- **Assignment**
The string "propagation" may appear in lines of the listing. Report each line where it does.

[Input data Boundary: Start]

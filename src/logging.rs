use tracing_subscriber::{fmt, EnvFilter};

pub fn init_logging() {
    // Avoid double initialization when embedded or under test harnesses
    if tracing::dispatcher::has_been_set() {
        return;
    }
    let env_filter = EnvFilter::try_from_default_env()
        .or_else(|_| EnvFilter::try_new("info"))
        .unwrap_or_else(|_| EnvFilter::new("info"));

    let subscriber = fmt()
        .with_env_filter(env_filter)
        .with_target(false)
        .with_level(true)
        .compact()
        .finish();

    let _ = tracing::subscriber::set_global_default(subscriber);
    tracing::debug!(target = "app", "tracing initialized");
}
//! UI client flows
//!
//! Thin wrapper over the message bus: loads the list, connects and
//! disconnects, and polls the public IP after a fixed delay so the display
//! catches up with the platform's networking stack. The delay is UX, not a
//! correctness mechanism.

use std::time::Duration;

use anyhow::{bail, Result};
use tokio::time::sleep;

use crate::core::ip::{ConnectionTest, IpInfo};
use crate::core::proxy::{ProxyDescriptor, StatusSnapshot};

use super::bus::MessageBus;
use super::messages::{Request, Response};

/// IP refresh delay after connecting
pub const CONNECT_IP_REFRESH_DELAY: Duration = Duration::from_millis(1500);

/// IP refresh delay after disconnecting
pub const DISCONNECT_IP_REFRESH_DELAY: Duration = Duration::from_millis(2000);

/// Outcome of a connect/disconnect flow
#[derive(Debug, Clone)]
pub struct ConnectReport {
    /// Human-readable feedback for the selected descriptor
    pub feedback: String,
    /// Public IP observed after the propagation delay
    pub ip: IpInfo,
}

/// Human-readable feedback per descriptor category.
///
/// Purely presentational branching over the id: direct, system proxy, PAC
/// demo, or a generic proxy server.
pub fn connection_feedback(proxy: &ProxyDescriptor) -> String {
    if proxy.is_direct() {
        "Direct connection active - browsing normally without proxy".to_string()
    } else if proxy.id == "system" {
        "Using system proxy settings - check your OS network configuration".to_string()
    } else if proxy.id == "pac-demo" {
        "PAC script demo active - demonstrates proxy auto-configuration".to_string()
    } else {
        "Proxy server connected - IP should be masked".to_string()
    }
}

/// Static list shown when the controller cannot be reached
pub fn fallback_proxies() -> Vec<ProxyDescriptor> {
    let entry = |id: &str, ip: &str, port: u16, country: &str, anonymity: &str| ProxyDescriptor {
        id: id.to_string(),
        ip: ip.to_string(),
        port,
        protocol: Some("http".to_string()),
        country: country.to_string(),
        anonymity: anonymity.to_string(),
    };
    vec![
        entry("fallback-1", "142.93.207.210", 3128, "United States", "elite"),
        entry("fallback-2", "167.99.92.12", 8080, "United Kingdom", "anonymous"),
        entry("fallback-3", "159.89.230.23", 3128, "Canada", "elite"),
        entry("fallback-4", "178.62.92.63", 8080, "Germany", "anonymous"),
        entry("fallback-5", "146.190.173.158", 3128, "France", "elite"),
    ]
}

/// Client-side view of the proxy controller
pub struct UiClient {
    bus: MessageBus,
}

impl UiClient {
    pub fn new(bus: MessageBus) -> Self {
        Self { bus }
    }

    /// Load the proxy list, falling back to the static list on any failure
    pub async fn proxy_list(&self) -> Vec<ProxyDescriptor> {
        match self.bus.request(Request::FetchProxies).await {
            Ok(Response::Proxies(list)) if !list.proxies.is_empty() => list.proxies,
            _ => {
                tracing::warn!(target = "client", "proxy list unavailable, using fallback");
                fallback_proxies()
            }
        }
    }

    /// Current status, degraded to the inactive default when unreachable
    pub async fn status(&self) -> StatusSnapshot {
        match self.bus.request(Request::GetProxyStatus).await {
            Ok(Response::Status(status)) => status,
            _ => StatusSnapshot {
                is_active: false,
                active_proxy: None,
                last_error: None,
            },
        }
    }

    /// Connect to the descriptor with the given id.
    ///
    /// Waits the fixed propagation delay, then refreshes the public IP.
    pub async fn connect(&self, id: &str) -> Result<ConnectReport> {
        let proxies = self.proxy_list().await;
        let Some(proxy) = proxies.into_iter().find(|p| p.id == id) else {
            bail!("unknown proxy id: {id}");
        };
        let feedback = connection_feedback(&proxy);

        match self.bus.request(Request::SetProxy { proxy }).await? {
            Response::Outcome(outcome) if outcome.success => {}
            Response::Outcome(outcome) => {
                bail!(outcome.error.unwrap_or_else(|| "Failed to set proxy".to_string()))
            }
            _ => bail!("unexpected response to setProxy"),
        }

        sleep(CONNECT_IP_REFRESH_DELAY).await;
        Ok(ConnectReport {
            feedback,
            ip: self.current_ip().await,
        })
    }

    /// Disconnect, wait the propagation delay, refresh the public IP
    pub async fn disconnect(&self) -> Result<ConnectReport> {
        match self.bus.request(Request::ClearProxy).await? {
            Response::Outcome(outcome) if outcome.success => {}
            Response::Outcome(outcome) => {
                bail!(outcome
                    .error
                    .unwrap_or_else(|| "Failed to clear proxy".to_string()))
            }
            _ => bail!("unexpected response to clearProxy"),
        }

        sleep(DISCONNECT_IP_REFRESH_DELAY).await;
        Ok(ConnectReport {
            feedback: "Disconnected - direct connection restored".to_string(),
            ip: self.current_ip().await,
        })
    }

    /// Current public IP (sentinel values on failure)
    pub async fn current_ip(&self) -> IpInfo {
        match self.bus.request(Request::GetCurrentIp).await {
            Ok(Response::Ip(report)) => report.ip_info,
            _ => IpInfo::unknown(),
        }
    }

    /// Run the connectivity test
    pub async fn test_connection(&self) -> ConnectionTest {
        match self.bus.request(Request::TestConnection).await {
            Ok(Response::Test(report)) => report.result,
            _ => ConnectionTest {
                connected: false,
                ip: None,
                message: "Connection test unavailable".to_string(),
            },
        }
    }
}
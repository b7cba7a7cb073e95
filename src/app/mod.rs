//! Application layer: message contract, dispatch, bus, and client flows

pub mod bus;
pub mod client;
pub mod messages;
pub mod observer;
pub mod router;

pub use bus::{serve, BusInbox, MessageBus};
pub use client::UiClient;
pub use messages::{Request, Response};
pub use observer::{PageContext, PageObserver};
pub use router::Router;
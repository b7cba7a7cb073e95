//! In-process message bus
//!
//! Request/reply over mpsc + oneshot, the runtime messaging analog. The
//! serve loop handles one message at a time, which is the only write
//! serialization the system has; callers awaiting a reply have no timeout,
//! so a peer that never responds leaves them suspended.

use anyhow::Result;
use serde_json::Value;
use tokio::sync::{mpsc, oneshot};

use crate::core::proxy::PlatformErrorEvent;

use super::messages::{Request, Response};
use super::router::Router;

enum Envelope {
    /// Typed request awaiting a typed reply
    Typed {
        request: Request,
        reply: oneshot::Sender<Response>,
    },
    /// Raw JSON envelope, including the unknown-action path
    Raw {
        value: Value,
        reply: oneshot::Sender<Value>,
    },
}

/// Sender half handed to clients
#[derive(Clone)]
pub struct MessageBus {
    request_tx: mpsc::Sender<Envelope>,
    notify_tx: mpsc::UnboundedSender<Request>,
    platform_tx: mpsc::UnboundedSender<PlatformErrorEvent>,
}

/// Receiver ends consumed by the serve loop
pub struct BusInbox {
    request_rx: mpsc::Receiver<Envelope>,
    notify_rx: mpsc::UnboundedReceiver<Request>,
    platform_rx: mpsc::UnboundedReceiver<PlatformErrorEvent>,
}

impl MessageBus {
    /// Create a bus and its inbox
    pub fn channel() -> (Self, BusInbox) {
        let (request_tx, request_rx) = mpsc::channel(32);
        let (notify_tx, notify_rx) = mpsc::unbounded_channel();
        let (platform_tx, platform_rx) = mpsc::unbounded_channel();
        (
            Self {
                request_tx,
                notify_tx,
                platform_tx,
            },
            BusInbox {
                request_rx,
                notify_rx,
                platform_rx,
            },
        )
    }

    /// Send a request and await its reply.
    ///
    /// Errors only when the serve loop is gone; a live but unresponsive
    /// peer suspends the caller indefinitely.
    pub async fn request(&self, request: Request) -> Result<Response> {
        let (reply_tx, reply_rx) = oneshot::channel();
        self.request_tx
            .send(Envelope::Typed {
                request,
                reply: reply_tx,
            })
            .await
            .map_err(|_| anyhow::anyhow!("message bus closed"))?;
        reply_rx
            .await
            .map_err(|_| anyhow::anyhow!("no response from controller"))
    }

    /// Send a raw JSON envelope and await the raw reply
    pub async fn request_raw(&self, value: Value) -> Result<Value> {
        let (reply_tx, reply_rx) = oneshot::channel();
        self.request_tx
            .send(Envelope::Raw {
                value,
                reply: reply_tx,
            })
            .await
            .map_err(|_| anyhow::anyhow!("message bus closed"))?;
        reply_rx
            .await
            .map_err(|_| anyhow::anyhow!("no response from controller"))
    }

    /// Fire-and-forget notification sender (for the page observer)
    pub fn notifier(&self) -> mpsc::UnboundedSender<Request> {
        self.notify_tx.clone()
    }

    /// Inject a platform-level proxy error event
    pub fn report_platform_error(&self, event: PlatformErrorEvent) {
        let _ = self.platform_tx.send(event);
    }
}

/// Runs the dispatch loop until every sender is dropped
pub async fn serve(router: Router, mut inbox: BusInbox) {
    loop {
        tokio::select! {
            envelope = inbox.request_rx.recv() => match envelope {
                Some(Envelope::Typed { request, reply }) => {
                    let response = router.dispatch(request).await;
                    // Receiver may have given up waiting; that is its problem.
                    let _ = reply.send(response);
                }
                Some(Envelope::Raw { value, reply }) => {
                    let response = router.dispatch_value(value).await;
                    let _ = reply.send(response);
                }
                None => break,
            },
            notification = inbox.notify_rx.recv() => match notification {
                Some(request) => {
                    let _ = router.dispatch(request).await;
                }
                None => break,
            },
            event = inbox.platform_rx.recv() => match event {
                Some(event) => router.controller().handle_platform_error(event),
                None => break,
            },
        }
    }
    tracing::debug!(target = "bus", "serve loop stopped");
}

[Input data Boundary: End]

- **Exercise result**
    /// Public IP observed after the propagation delay
    /// Waits the fixed propagation delay, then refreshes the public IP.
    /// Disconnect, wait the propagation delay, refresh the public IP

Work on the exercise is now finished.